**WHAT NEEDS TO BE DONE**. Check each line of the entries. Copy the ones that contain the string "hardware".
PROVIDED MATERIAL section start
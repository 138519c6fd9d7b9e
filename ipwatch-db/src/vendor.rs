//! Vendor directory: MAC prefix to organization lookups
//!
//! The IEEE assigns hardware address blocks at three prefix granularities
//! (MA-L 24 bit, MA-M 28 bit, MA-S 36 bit). The directory keeps one table
//! per granularity plus a single-nibble table for locally administered
//! addresses, and answers lookups longest prefix first: more specific
//! assignments are carved out of broader MA-L blocks.

use std::path::Path;

use rusqlite::params;

use ipwatch_core::{config, Error, Result};

use crate::history::{open_database, run_maintenance, OpenMode};

/// Longest organization name kept in the directory
pub const ORG_NAME_LIMIT: usize = 128;

pub(crate) const TBL_MA_L: &str = "ma_l";
pub(crate) const TBL_MA_M: &str = "ma_m";
pub(crate) const TBL_MA_S: &str = "ma_s";
pub(crate) const TBL_MA_U: &str = "ma_u";

/// IEEE MAC assignment registry granularities
#[derive(Debug, Clone, Copy, PartialEq, Eq)]
pub enum MaRegistry {
    /// MA-L, 24-bit prefix
    Large,
    /// MA-M, 28-bit prefix
    Medium,
    /// MA-S, 36-bit prefix
    Small,
}

impl MaRegistry {
    /// Directory table holding this registry's assignments
    pub fn table(&self) -> &'static str {
        match self {
            MaRegistry::Large => TBL_MA_L,
            MaRegistry::Medium => TBL_MA_M,
            MaRegistry::Small => TBL_MA_S,
        }
    }

    /// Registry tag as it appears in the IEEE csv files
    pub fn tag(&self) -> &'static str {
        match self {
            MaRegistry::Large => "MA-L",
            MaRegistry::Medium => "MA-M",
            MaRegistry::Small => "MA-S",
        }
    }
}

/// One loadable vendor assignment
#[derive(Debug, Clone, PartialEq, Eq)]
pub struct VendorEntry {
    registry: MaRegistry,
    prefix: String,
    organization: String,
}

impl VendorEntry {
    /// Build an entry from an IEEE assignment value (6, 7 or 9 hex digits)
    /// and an organization name
    ///
    /// The organization name is truncated to [`ORG_NAME_LIMIT`] characters
    /// and embedded single quotes are replaced with a backtick.
    pub fn from_assignment(assignment: &str, organization: &str) -> Result<Self> {
        let registry = match assignment.len() {
            6 => MaRegistry::Large,
            7 => MaRegistry::Medium,
            9 => MaRegistry::Small,
            _ => {
                return Err(Error::config(format!(
                    "unexpected assignment value: {}",
                    assignment
                )))
            }
        };
        if !assignment.chars().all(|c| c.is_ascii_hexdigit()) {
            return Err(Error::config(format!(
                "unexpected assignment value: {}",
                assignment
            )));
        }

        let mut prefix = String::with_capacity(assignment.len() + assignment.len() / 2);
        for (i, c) in assignment.chars().enumerate() {
            if i > 0 && i % 2 == 0 {
                prefix.push(':');
            }
            prefix.push(c.to_ascii_lowercase());
        }

        let mut organization: String = organization.chars().take(ORG_NAME_LIMIT).collect();
        if organization.contains('\'') {
            organization = organization.replace('\'', "`");
        }

        Ok(Self {
            registry,
            prefix,
            organization,
        })
    }

    /// The registry this entry belongs to
    pub fn registry(&self) -> MaRegistry {
        self.registry
    }

    /// The colon-separated lowercase prefix
    pub fn prefix(&self) -> &str {
        &self.prefix
    }

    /// The sanitized organization name
    pub fn organization(&self) -> &str {
        &self.organization
    }
}

/// SQL fragment resolving an address expression to an organization,
/// longest prefix first
pub(crate) fn org_coalesce(qualifier: &str, addr_expr: &str) -> String {
    format!(
        "coalesce(\
           (SELECT org FROM {q}{s} WHERE prefix = substr({a}, 1, 13)),\
           (SELECT org FROM {q}{m} WHERE prefix = substr({a}, 1, 10)),\
           (SELECT org FROM {q}{l} WHERE prefix = substr({a}, 1, 8)),\
           (SELECT org FROM {q}{u} WHERE prefix = substr({a}, 2, 1)),\
           '(unknown)')",
        q = qualifier,
        a = addr_expr,
        s = TBL_MA_S,
        m = TBL_MA_M,
        l = TBL_MA_L,
        u = TBL_MA_U,
    )
}

const ALL_TABLES: [&str; 4] = [TBL_MA_L, TBL_MA_M, TBL_MA_S, TBL_MA_U];

/// The persisted vendor directory
pub struct VendorDirectory {
    conn: rusqlite::Connection,
}

impl VendorDirectory {
    /// Open the shared vendor directory under `lib_dir`
    pub fn open(lib_dir: &Path, mode: OpenMode) -> Result<Self> {
        let path = config::vendor_db_path(lib_dir);
        let conn = open_database(&path, mode)?;
        let directory = Self { conn };
        if mode == OpenMode::ReadWrite {
            directory.create_tables()?;
        }
        Ok(directory)
    }

    /// Open an in-memory directory
    pub fn in_memory() -> Result<Self> {
        let conn = rusqlite::Connection::open_in_memory()
            .map_err(|e| Error::database(format!("open of in-memory database failed: {}", e)))?;
        let directory = Self { conn };
        directory.create_tables()?;
        Ok(directory)
    }

    fn create_tables(&self) -> Result<()> {
        for table in ALL_TABLES {
            self.conn
                .execute_batch(&format!(
                    "CREATE TABLE IF NOT EXISTS {} (\
                       prefix TEXT NOT NULL PRIMARY KEY ON CONFLICT REPLACE,\
                       org TEXT NOT NULL\
                     );",
                    table
                ))
                .map_err(|e| Error::database(format!("create table failed: {}", e)))?;
        }
        Ok(())
    }

    /// Replace the directory contents with `entries`
    ///
    /// All four tables are dropped, recreated and repopulated inside one
    /// transaction, so a concurrent reader never sees a partially populated
    /// directory. The private (locally administered) placeholder rows are
    /// reseeded as part of the same transaction.
    pub fn rebuild(&mut self, entries: &[VendorEntry]) -> Result<()> {
        let tx = self
            .conn
            .transaction()
            .map_err(|e| Error::database(format!("begin transaction failed: {}", e)))?;

        for table in ALL_TABLES {
            tx.execute_batch(&format!(
                "DROP TABLE IF EXISTS {t};\
                 CREATE TABLE {t} (\
                   prefix TEXT NOT NULL PRIMARY KEY ON CONFLICT REPLACE,\
                   org TEXT NOT NULL\
                 );",
                t = table
            ))
            .map_err(|e| Error::database(format!("recreate of {} failed: {}", table, e)))?;
        }

        for registry in [MaRegistry::Large, MaRegistry::Medium, MaRegistry::Small] {
            let mut stmt = tx
                .prepare(&format!(
                    "INSERT INTO {} VALUES (?1, ?2)",
                    registry.table()
                ))
                .map_err(|e| Error::database(format!("insert prepare failed: {}", e)))?;
            for entry in entries.iter().filter(|e| e.registry == registry) {
                stmt.execute(params![entry.prefix, entry.organization])
                    .map_err(|e| Error::database(format!("vendor insert failed: {}", e)))?;
            }
        }

        // Locally administered addresses have the second bit of the first
        // octet set; the second nibble is one of 2, 6, a, e.
        for nibble in ["2", "6", "a", "e"] {
            tx.execute(
                &format!("INSERT INTO {} VALUES (?1, ?2)", TBL_MA_U),
                params![nibble, "(private)"],
            )
            .map_err(|e| Error::database(format!("vendor insert failed: {}", e)))?;
        }

        tx.commit()
            .map_err(|e| Error::database(format!("end transaction failed: {}", e)))
    }

    /// Lookup the organization name for a hardware address
    ///
    /// Returns `"(unknown)"` when no prefix matches.
    pub fn lookup(&self, hwaddr: &str) -> Result<String> {
        let sql = format!("SELECT {}", org_coalesce("", "?1"));
        self.conn
            .query_row(&sql, params![hwaddr], |row| row.get(0))
            .map_err(|e| Error::database(format!("vendor lookup failed: {}", e)))
    }

    /// Has the directory ever been populated?
    ///
    /// The private placeholder rows are reseeded on every rebuild, so an
    /// empty private table means the loader has never run.
    pub fn is_initialized(&self) -> bool {
        let sql = format!("SELECT EXISTS(SELECT 1 FROM {})", TBL_MA_U);
        self.conn
            .query_row(&sql, [], |row| row.get::<_, i64>(0))
            .map(|n| n != 0)
            .unwrap_or(false)
    }

    /// Reclaim space and refresh query planning statistics
    pub fn maintenance(&self) {
        run_maintenance(&self.conn);
    }
}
PROVIDED MATERIAL section end
**ANSWER AREA**.
//! The IEEE assigns hardware address blocks at three prefix granularities
    /// Lookup the organization name for a hardware address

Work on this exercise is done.